Вторая заметка, напечатанная в начале августа, была следующего содержания:
«Новые выходки противу так называемой литературной нашей аристократии столь же недобросовестны, как и прежние. Ни один из известных писателей, принадлежащих будто бы этой партии, не думал величаться своим дворянским званием. Напротив, «Северная пчела» помнит, кто упрекал поминутно г. Полевого тем, что он купец[265], кто заступился за него, кто осмелился посмеяться над феодальною нетерпимостию некоторых чиновных журналистов[266]. При сем случае заметим, что если большая часть наших писателей дворяне, то сие доказывает только, что дворянство наше (не в пример прочим) грамотное: этому смеяться нечего. Если же бы звание дворянина ничего у нас не значило, то и это было бы вовсе не смешно. Но пренебрегать своими предками из опасения шуток г.г. Полевого, Греча и Булгарина не похвально, а не дорожить своими правами и преимуществами глупо. Не дворяне (особливо нерусские), позволяющие себе насмешки насчет русского дворянства, более извинительны. Но и тут шутки их достойны порицания. Эпиграммы демократических писателей XVIII столетия (которых, впрочем, ни в каком отношении сравнивать с нашими невозможно) приуготовили крики: «аристократов к фонарю», и ничуть не забавные куплеты с припевом: «повесим их, повесим». Avis aux lecteurs[267]».

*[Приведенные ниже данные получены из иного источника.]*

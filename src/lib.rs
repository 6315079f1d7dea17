//! Configurable record extraction from paginated, dynamically rendered pages.
//!
//! A CSV configuration names a URL template, a page range, an item selector
//! and one selector per output field. The engine visits every page on a
//! single surface, waits for an operator whenever a page shows no items,
//! and hands the collected records to a CSV or SQLite sink.

pub mod config;
pub mod database;
pub mod engine;
pub mod harvest;
pub mod models;
pub mod output;
pub mod surface;
pub mod traits;

pub use harvest::Harvester;
pub use models::{Access, RawRecord, ScrapeConfig, ScrapeRange, ScrapedDataset, SelectorSpec};
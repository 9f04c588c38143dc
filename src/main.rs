mod classify;
mod config;
mod error;
mod extractor;
mod stream;

use std::{collections::HashSet, sync::Arc};

use axum::{
    Json, Router,
    extract::{Query, State},
    http::{HeaderName, HeaderValue, Method, header::CONTENT_DISPOSITION},
    response::Response,
    routing::{get, post},
};
use serde::{Deserialize, Serialize};
use tokio::{net::TcpListener, sync::Semaphore, time::Duration};
use tower_http::cors::{AllowOrigin, Any, CorsLayer};
use tracing::{debug, info, warn};
use url::Url;

use crate::classify::{MenuEntry, build_menu};
use crate::config::AppConfig;
use crate::error::ApiError;
use crate::stream::DownloadQuery;

const STALE_JOB_SECONDS: u64 = 2 * 60 * 60;
const RELAY_CONNECT_TIMEOUT_SECONDS: u64 = 30;

#[derive(Clone)]
struct AppState {
    config: Arc<AppConfig>,
    http_client: reqwest::Client,
    extract_semaphore: Arc<Semaphore>,
}

#[derive(Debug, Deserialize)]
struct AnalyzeRequest {
    url: String,
}

#[derive(Debug, Serialize)]
struct AnalyzeResponse {
    title: String,
    #[serde(skip_serializing_if = "Option::is_none")]
    thumbnail: Option<String>,
    original_url: String,
    formats: Vec<MenuEntry>,
    #[serde(skip_serializing_if = "Option::is_none")]
    description: Option<String>,
}

#[tokio::main]
async fn main() {
    tracing_subscriber::fmt()
        .with_env_filter(
            std::env::var("RUST_LOG")
                .unwrap_or_else(|_| "clipfetch_backend=info,tower_http=info".to_string()),
        )
        .init();

    if let Err(error) = run().await {
        eprintln!("Server error: {}", error.message);
        std::process::exit(1);
    }
}

async fn run() -> Result<(), ApiError> {
    let config = Arc::new(AppConfig::from_env());

    tokio::fs::create_dir_all(&config.scratch_dir)
        .await
        .map_err(|error| {
            ApiError::internal(format!(
                "No se pudo crear la carpeta temporal de descargas: {error}"
            ))
        })?;
    stream::sweep_stale_jobs(&config.scratch_dir, Duration::from_secs(STALE_JOB_SECONDS)).await;

    if config.extractor.proxy_url.is_some() {
        info!("Proxy de salida configurado para yt-dlp y el relay HTTP.");
    } else {
        warn!("YT_DLP_PROXY no configurado. Las extracciones saldran con la IP del servidor.");
    }

    let state = AppState {
        http_client: build_relay_client(&config)?,
        extract_semaphore: Arc::new(Semaphore::new(config.max_concurrent_extractions)),
        config: Arc::clone(&config),
    };

    let cors = build_cors_layer(&config.allowed_origins)?;
    let app = build_router(state).layer(cors);

    let listener = TcpListener::bind(&config.bind_addr).await.map_err(|error| {
        ApiError::internal(format!(
            "No se pudo iniciar el puerto {}: {error}",
            config.bind_addr
        ))
    })?;

    info!("Backend listo en http://{}", config.bind_addr);

    axum::serve(listener, app)
        .await
        .map_err(|error| ApiError::internal(format!("Error del servidor HTTP: {error}")))
}

fn build_router(state: AppState) -> Router {
    Router::new()
        .route("/api/health", get(health))
        .route("/api/analyze", post(analyze))
        .route("/api/download", get(download))
        .with_state(state)
}

fn build_relay_client(config: &AppConfig) -> Result<reqwest::Client, ApiError> {
    let mut builder = reqwest::Client::builder()
        .connect_timeout(Duration::from_secs(RELAY_CONNECT_TIMEOUT_SECONDS))
        .user_agent(config.extractor.user_agent.clone());

    if let Some(proxy_url) = config.extractor.proxy_url.as_deref() {
        let proxy = reqwest::Proxy::all(proxy_url)
            .map_err(|error| ApiError::internal(format!("YT_DLP_PROXY invalido: {error}")))?;
        builder = builder.proxy(proxy);
    }

    builder
        .build()
        .map_err(|error| ApiError::internal(format!("No se pudo crear cliente HTTP: {error}")))
}

async fn health() -> Json<serde_json::Value> {
    Json(serde_json::json!({"status": "ok"}))
}

async fn analyze(
    State(state): State<AppState>,
    Json(payload): Json<AnalyzeRequest>,
) -> Result<Json<AnalyzeResponse>, ApiError> {
    let url = extractor::validate_media_url(&payload.url)?;
    info!("Solicitud de analisis para {url}");

    let permit = state
        .extract_semaphore
        .clone()
        .acquire_owned()
        .await
        .map_err(|_| ApiError::internal("No se pudo reservar capacidad de extraccion."))?;
    let info = extractor::fetch_media_info(&state.config.extractor, url).await;
    drop(permit);
    let info = info?;

    let formats = build_menu(&info, &state.config.policy)?;
    info!("Analisis completado para {url}: {} formatos.", formats.len());

    Ok(Json(AnalyzeResponse {
        title: info
            .title
            .filter(|value| !value.trim().is_empty())
            .unwrap_or_else(|| "Sin titulo".to_string()),
        thumbnail: info.thumbnail,
        original_url: info
            .webpage_url
            .filter(|value| !value.trim().is_empty())
            .unwrap_or_else(|| url.to_string()),
        formats,
        description: info.description,
    }))
}

async fn download(
    State(state): State<AppState>,
    Query(query): Query<DownloadQuery>,
) -> Result<Response, ApiError> {
    info!(
        "Solicitud de descarga: {:?} (formato {})",
        query.title, query.format_id
    );

    let permit = state
        .extract_semaphore
        .clone()
        .acquire_owned()
        .await
        .map_err(|_| ApiError::internal("No se pudo reservar capacidad de extraccion."))?;

    stream::deliver(&state.http_client, &state.config, permit, query).await
}

fn build_cors_layer(configured: &[String]) -> Result<CorsLayer, ApiError> {
    let origins = if configured.is_empty() {
        warn!("ALLOWED_ORIGINS no esta configurado. Se usaran origenes de desarrollo por defecto.");
        vec![
            "http://127.0.0.1:5173".to_string(),
            "http://localhost:5173".to_string(),
        ]
    } else {
        configured.to_vec()
    };

    let normalized_origins = origins
        .iter()
        .map(|origin| {
            normalize_origin(origin).ok_or_else(|| {
                ApiError::internal(format!(
                    "Origen invalido en ALLOWED_ORIGINS: {origin}. Usa valores tipo https://dominio.com"
                ))
            })
        })
        .collect::<Result<HashSet<_>, _>>()?;
    let allowed_origins = Arc::new(normalized_origins);
    let allow_origin = AllowOrigin::predicate({
        let allowed_origins = Arc::clone(&allowed_origins);
        move |origin: &HeaderValue, _| {
            let normalized = origin.to_str().ok().and_then(normalize_origin);
            let allowed = normalized
                .as_ref()
                .is_some_and(|value| allowed_origins.contains(value));
            debug!(
                "CORS origin check raw={:?} normalized={:?} allowed={}",
                origin, normalized, allowed
            );
            allowed
        }
    });

    info!(
        "CORS allow-list cargada con {} origen(es).",
        allowed_origins.len()
    );

    Ok(CorsLayer::new()
        .allow_origin(allow_origin)
        .allow_methods([Method::GET, Method::POST])
        .allow_headers(Any)
        .expose_headers([
            CONTENT_DISPOSITION,
            HeaderName::from_static("x-download-filename"),
        ]))
}

fn normalize_origin(value: &str) -> Option<String> {
    let parsed = Url::parse(value).ok()?;
    let host = parsed.host_str()?.to_ascii_lowercase();
    let scheme = parsed.scheme();
    let default_port = match scheme {
        "http" => 80,
        "https" => 443,
        _ => return None,
    };
    let port = parsed.port();

    if parsed.path() != "/" || parsed.query().is_some() || parsed.fragment().is_some() {
        return None;
    }

    let include_port = port.is_some_and(|explicit| explicit != default_port);

    if include_port {
        Some(format!("{scheme}://{host}:{}", port?))
    } else {
        Some(format!("{scheme}://{host}"))
    }
}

Вскоре по напечатании последней заметки, которая, казалось, была, равно как и первая, вполне согласна с тогдашним направлением нашего правительства, Дельвиг был потребован в III Отделение собственной канцелярии государя. Требования в это отделение были, конечно, неприятны в высшей степени каждому. Для Дельвига же эта неприятность увеличивалась необходимостью встать рано и немедля выехать из дома, что при его лени было ему невыносимо. В III Отделении бывший шеф жандармов граф Бенкендорф дал строгий выговор Дельвигу за означенные заметки и предупреждал, что он вперед за все, что ему не понравится в «Литературной газете» в цензурном отношении, будет строго взыскивать, и, между прочим, долго добивался, откуда Дельвиг знает песню «Les aristocrates à la lanterne». Конечно, Бенкендорф не читал заметок, за которые выговаривал Дельвигу, а вызвал последнего по доносу Булгарина, бывшего тогда шпионом III Отделения и обязанного по этой должности доносить преимущественно на литераторов. В этом же случае Булгарин не только исполнял свои служебные обязанности, но и увлекался чувством ненависти к Дельвигу и желанием уничтожить его газету.

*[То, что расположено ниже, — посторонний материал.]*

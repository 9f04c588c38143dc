//! Reduce la lista cruda de variantes del extractor a un menu corto,
//! etiquetado y sin duplicados.

use std::{cmp::Ordering, collections::HashSet};

use serde::Serialize;

use crate::config::{ClassifierPolicy, non_empty};
use crate::error::ApiError;
use crate::extractor::{MediaInfo, Variant};

pub const BEST_FORMAT_ID: &str = "best";

#[derive(Debug, Clone, Serialize)]
pub struct MenuEntry {
    pub quality: String,
    pub ext: String,
    #[serde(skip_serializing_if = "Option::is_none")]
    pub size_mb: Option<f64>,
    pub is_premium: bool,
    pub format_id: String,
}

struct Candidate {
    entry: MenuEntry,
    order: u32,
    height: u32,
    bitrate: f64,
    size: f64,
}

pub fn build_menu(
    info: &MediaInfo,
    policy: &ClassifierPolicy,
) -> Result<Vec<MenuEntry>, ApiError> {
    let variants = info.variants();

    let menu = if variants.is_empty() {
        direct_fallback(info).into_iter().collect()
    } else {
        classify(&variants, policy)
    };

    if menu.is_empty() {
        return Err(ApiError::no_formats());
    }

    Ok(menu)
}

pub fn classify(variants: &[Variant], policy: &ClassifierPolicy) -> Vec<MenuEntry> {
    let mut candidates: Vec<Candidate> = variants
        .iter()
        .filter_map(|variant| classify_one(variant, policy))
        .collect();

    // La mejor variante de cada etiqueta debe ganar la de-duplicacion.
    candidates.sort_by(|a, b| {
        b.height
            .cmp(&a.height)
            .then_with(|| b.bitrate.partial_cmp(&a.bitrate).unwrap_or(Ordering::Equal))
            .then_with(|| b.size.partial_cmp(&a.size).unwrap_or(Ordering::Equal))
    });

    let mut seen_qualities = HashSet::new();
    let mut menu: Vec<Candidate> = candidates
        .into_iter()
        .filter(|candidate| seen_qualities.insert(candidate.entry.quality.clone()))
        .collect();

    menu.sort_by_key(|candidate| candidate.order);
    menu.into_iter().map(|candidate| candidate.entry).collect()
}

fn classify_one(variant: &Variant, policy: &ClassifierPolicy) -> Option<Candidate> {
    let format_id = variant.format_id.as_deref().and_then(non_empty)?;
    variant.url.as_deref().and_then(non_empty)?;
    let ext = variant.ext.as_deref().and_then(non_empty)?;
    if !policy.allowed_exts.contains(ext) {
        return None;
    }

    let has_video = codec_present(variant.vcodec.as_deref());
    let has_audio = codec_present(variant.acodec.as_deref());

    let (quality, is_premium, base_order) = if !has_video && has_audio {
        let quality = match variant.abr {
            Some(abr) if abr > 0.0 => format!("Audio {}kbps", abr.round() as u32),
            _ => "Audio".to_string(),
        };
        let is_premium = !policy.free_audio_exts.contains(ext);
        (quality, is_premium, 0)
    } else if has_video && has_audio {
        match variant.height {
            Some(height) if policy.free_video_heights.contains(&height) => {
                let quality = if height == 1080 {
                    "1080p (HD)".to_string()
                } else {
                    format!("{height}p")
                };
                (quality, false, height)
            }
            Some(height) if height > policy.premium_video_floor => {
                let quality = if height == 2160 {
                    "Premium 4K (2160p)".to_string()
                } else {
                    format!("Premium HD ({height}p)")
                };
                (quality, true, height)
            }
            Some(_) => return None,
            None => match variant.tbr {
                Some(tbr) if tbr > 0.0 => {
                    let rounded = tbr.round() as u32;
                    (format!("{rounded}kbps"), false, rounded)
                }
                _ => return None,
            },
        }
    } else if has_video {
        let height = variant.height?;
        if height < policy.min_video_height {
            return None;
        }
        (format!("Video {height}p (no audio)"), true, height)
    } else {
        return None;
    };

    let order = if is_premium {
        base_order + policy.premium_sort_offset
    } else {
        base_order
    };

    Some(Candidate {
        entry: MenuEntry {
            quality,
            ext: ext.to_string(),
            size_mb: size_mb(variant.filesize.or(variant.filesize_approx)),
            is_premium,
            format_id: format_id.to_string(),
        },
        order,
        height: variant.height.unwrap_or_default(),
        bitrate: variant.tbr.or(variant.abr).unwrap_or_default(),
        size: variant.filesize.or(variant.filesize_approx).unwrap_or_default(),
    })
}

fn direct_fallback(info: &MediaInfo) -> Option<MenuEntry> {
    info.url.as_deref().and_then(non_empty)?;
    let ext = info.ext.as_deref().and_then(non_empty)?;

    Some(MenuEntry {
        quality: "Original".to_string(),
        ext: ext.to_string(),
        size_mb: size_mb(info.filesize.or(info.filesize_approx)),
        is_premium: false,
        format_id: BEST_FORMAT_ID.to_string(),
    })
}

fn codec_present(codec: Option<&str>) -> bool {
    matches!(codec, Some(value) if value != "none")
}

fn size_mb(bytes: Option<f64>) -> Option<f64> {
    bytes
        .filter(|value| *value > 0.0)
        .map(|value| (value / (1024.0 * 1024.0) * 100.0).round() / 100.0)
}
use axum::{
    Json,
    http::StatusCode,
    response::{IntoResponse, Response},
};
use serde::Serialize;

#[derive(Debug, Serialize)]
struct ErrorBody {
    error: String,
    #[serde(skip_serializing_if = "Option::is_none")]
    code: Option<&'static str>,
}

#[derive(Debug)]
pub struct ApiError {
    pub status: StatusCode,
    pub message: String,
    pub code: Option<&'static str>,
}

impl ApiError {
    pub fn invalid_input(message: impl Into<String>) -> Self {
        Self {
            status: StatusCode::BAD_REQUEST,
            message: message.into(),
            code: Some("INVALID_INPUT"),
        }
    }

    pub fn source_unavailable(message: impl Into<String>) -> Self {
        Self {
            status: StatusCode::BAD_REQUEST,
            message: message.into(),
            code: Some("SOURCE_UNAVAILABLE"),
        }
    }

    pub fn no_formats() -> Self {
        Self {
            status: StatusCode::NOT_FOUND,
            message: "No se encontraron formatos descargables en esta URL.".to_string(),
            code: Some("NO_FORMATS"),
        }
    }

    pub fn resolution_failed(message: impl Into<String>) -> Self {
        Self {
            status: StatusCode::NOT_FOUND,
            message: message.into(),
            code: Some("RESOLUTION_FAILED"),
        }
    }

    pub fn artifact_missing(message: impl Into<String>) -> Self {
        Self {
            status: StatusCode::INTERNAL_SERVER_ERROR,
            message: message.into(),
            code: Some("ARTIFACT_MISSING"),
        }
    }

    pub fn internal(message: impl Into<String>) -> Self {
        Self {
            status: StatusCode::INTERNAL_SERVER_ERROR,
            message: message.into(),
            code: None,
        }
    }
}

impl IntoResponse for ApiError {
    fn into_response(self) -> Response {
        let body = Json(ErrorBody {
            error: self.message,
            code: self.code,
        });

        (self.status, body).into_response()
    }
}

#[derive(Debug, Clone, Copy)]
pub enum ExtractorContext {
    Analyze,
    Resolve,
}

impl ExtractorContext {
    pub fn failure(self, message: impl Into<String>) -> ApiError {
        match self {
            Self::Analyze => ApiError::source_unavailable(message),
            Self::Resolve => ApiError::resolution_failed(message),
        }
    }
}

// Las pistas sobre stderr de yt-dlp son de mejor esfuerzo: el texto no es
// estable entre versiones, asi que solo se buscan fragmentos conocidos.
pub fn map_extractor_failure(context: ExtractorContext, stderr: &[u8]) -> ApiError {
    let message = last_stderr_line(stderr);
    let lower = message.to_ascii_lowercase();

    if lower.contains("is not a valid url") || lower.contains("unsupported url") {
        return ApiError::invalid_input(format!("URL no soportada o invalida: {message}"));
    }

    if looks_like_access_gate(&lower) {
        return ApiError::source_unavailable(format!(
            "El origen esta restringido (login, edad o region). Configura YT_DLP_PROXY y reintenta. ({message})"
        ));
    }

    if lower.contains("requested format is not available") {
        return ApiError::resolution_failed(format!(
            "El formato solicitado ya no esta disponible en el origen. ({message})"
        ));
    }

    context.failure(message)
}

fn looks_like_access_gate(lower: &str) -> bool {
    lower.contains("sign in")
        || lower.contains("login required")
        || lower.contains("age-restricted")
        || lower.contains("age restricted")
        || lower.contains("geo restriction")
        || lower.contains("geo-restricted")
        || lower.contains("not available in your country")
        || lower.contains("confirm you're not a bot")
}

fn last_stderr_line(stderr: &[u8]) -> String {
    String::from_utf8_lossy(stderr)
        .lines()
        .map(str::trim)
        .filter(|line| !line.is_empty())
        .next_back()
        .unwrap_or("yt-dlp no pudo completar la operacion")
        .to_string()
}

#[cfg(test)]
mod tests {
    use super::*;

    #[test]
    fn maps_invalid_url_hint() {
        let error = map_extractor_failure(
            ExtractorContext::Analyze,
            b"ERROR: 'nota' is not a valid URL.",
        );
        assert_eq!(error.status, StatusCode::BAD_REQUEST);
        assert_eq!(error.code, Some("INVALID_INPUT"));
    }

    #[test]
    fn maps_access_gate_to_source_unavailable() {
        let error = map_extractor_failure(
            ExtractorContext::Analyze,
            b"ERROR: Sign in to confirm your age. This video may be inappropriate.",
        );
        assert_eq!(error.status, StatusCode::BAD_REQUEST);
        assert_eq!(error.code, Some("SOURCE_UNAVAILABLE"));
        assert!(error.message.contains("YT_DLP_PROXY"));
    }

    #[test]
    fn maps_missing_format_to_resolution_failed() {
        let error = map_extractor_failure(
            ExtractorContext::Resolve,
            b"WARNING: ignoring\nERROR: Requested format is not available.",
        );
        assert_eq!(error.status, StatusCode::NOT_FOUND);
        assert_eq!(error.code, Some("RESOLUTION_FAILED"));
    }

    #[test]
    fn unknown_failure_follows_context() {
        let analyze = map_extractor_failure(ExtractorContext::Analyze, b"ERROR: boom");
        assert_eq!(analyze.code, Some("SOURCE_UNAVAILABLE"));

        let resolve = map_extractor_failure(ExtractorContext::Resolve, b"ERROR: boom");
        assert_eq!(resolve.code, Some("RESOLUTION_FAILED"));
        assert_eq!(resolve.message, "ERROR: boom");
    }

    #[test]
    fn empty_stderr_gets_fallback_message() {
        let error = map_extractor_failure(ExtractorContext::Analyze, b"  \n \n");
        assert!(error.message.contains("yt-dlp"));
    }
}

Вообще III Отделение канцелярии государя было в то время очень придирчиво к печати, но эта придирчивость еще более усилилась со времени последней французской революции.
Впоследствии еще раза два Бенкендорф призывал к себе Дельвига и выговаривал ему за статьи «Литературной газеты», не имевшие ничего противоцензурного, чего не допустил бы ни сам Дельвиг, потому что это было совершенно противно его понятиям, ни цензора газеты Щеглов и Семенов, из которых первый цензировал «Литературную газету» с ее начала до половины августа и снова после нижеописанной катастрофы с «Литературною газетою», а последний с половины августа до этой катастрофы, которая состояла в следующем.
В настоящее время последние страницы газет легко пополняются объявлениями, печатание которых составляет одну из главных статей дохода издателей. В то же время, когда оставалось пустое место в конце газеты, встречалось затруднение, чем его пополнить. Так случилось и с номером «Литературной газеты», вышедшим в конце октября 1830 года. Ко времени печатания этого номера Дельвиг получил письмо из Парижа, в котором сообщалось четверостишие, напечатанное в конце газеты следующим образом: «Вот новые четыре стиха Казимира де-ла-Виня на памятник, который в Париже предполагается воздвигнуть жертвам 27, 28 и 29 июля:
France, dis-moi leurs noms. Je n’en vois paraître
Sur ce funèbre monument;
Ils ont vaincu si promptement
Que tu fus libre avant de les connaître.»[268]
Казалось, что в этом четверостишии нет ничего противоцензурного; но вышло совсем напротив. Правительство сделало распоряжение, чтобы ничего касающегося последней французской революции не появлялось в журналах, но не дало об этом знать журналистам, а только одним цензорам. В ноябре Бенкендорф снова потребовал к себе Дельвига, который введен был к нему в кабинет в присутствии жандармов. Бенкендорф самым грубым образом обратился к Дельвигу с вопросом: «Что ты опять печатаешь недозволенное?»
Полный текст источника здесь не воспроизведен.